YOUR ASSIGNMENT:
Copy out each line of the material that includes the word "warning".
*** RECORD EXTRACTS ***
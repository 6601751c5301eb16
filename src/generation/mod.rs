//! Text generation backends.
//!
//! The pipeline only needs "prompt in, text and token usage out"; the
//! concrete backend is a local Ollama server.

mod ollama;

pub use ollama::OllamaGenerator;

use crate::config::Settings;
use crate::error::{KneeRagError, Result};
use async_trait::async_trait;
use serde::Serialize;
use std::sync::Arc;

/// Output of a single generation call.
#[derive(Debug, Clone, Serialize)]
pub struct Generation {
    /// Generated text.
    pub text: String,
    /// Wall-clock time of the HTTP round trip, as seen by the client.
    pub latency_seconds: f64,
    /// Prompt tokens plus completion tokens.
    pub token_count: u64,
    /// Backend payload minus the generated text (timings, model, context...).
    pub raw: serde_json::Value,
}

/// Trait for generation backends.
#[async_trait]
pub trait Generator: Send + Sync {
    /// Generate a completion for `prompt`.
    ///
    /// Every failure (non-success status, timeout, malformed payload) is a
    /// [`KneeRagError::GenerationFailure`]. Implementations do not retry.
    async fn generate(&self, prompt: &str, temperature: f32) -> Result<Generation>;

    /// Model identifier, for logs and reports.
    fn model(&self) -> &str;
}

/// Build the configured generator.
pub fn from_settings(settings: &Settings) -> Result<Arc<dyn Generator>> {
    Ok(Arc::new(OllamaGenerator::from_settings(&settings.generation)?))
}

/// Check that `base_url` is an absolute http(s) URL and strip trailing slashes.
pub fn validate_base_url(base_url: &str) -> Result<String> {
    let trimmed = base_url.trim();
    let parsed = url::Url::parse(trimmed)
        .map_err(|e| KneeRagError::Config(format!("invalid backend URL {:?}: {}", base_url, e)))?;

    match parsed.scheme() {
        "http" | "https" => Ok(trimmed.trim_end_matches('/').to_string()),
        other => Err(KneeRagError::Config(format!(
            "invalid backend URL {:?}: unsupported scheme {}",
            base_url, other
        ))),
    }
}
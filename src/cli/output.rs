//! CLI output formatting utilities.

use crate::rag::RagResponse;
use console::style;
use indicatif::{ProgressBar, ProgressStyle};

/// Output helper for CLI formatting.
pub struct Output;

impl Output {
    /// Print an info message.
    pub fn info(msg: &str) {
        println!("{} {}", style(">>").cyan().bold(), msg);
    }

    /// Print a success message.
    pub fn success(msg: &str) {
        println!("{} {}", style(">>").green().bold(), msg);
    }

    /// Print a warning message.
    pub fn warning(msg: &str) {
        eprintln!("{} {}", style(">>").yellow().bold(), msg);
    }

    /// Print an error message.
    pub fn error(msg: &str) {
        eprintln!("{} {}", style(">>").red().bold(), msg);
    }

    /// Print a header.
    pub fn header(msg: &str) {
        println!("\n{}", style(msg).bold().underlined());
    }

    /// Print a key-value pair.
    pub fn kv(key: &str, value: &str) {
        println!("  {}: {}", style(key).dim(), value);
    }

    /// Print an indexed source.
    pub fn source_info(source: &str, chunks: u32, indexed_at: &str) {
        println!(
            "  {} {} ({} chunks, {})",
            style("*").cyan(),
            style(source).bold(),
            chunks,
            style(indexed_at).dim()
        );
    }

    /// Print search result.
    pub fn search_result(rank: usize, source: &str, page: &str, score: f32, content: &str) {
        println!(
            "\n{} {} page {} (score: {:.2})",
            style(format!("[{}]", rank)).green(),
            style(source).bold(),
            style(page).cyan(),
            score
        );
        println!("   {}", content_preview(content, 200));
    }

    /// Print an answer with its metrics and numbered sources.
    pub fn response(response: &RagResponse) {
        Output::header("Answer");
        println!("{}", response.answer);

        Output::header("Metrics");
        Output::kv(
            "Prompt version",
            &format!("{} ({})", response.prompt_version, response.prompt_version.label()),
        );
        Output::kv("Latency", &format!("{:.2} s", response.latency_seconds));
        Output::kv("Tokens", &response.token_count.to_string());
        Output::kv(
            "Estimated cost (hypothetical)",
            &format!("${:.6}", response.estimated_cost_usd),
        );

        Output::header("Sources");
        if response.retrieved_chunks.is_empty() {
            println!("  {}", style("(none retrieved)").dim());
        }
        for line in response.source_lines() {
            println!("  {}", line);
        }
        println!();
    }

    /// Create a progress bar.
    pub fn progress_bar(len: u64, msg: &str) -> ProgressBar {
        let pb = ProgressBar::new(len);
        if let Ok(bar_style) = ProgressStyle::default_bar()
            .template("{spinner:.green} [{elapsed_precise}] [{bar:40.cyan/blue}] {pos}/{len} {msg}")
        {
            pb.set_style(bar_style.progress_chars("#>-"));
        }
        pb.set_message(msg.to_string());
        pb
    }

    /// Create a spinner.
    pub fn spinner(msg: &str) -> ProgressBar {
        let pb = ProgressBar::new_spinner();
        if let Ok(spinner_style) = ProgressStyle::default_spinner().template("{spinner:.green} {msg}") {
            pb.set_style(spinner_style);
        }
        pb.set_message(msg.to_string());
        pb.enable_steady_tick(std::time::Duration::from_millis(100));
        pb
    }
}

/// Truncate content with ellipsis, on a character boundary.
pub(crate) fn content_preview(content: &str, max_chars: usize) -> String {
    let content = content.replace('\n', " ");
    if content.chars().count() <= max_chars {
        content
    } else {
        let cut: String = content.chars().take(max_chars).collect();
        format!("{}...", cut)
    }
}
*** End of RECORD EXTRACTS ***
YOUR RESPONSE:
    /// Print a warning message.
    pub fn warning(msg: &str) {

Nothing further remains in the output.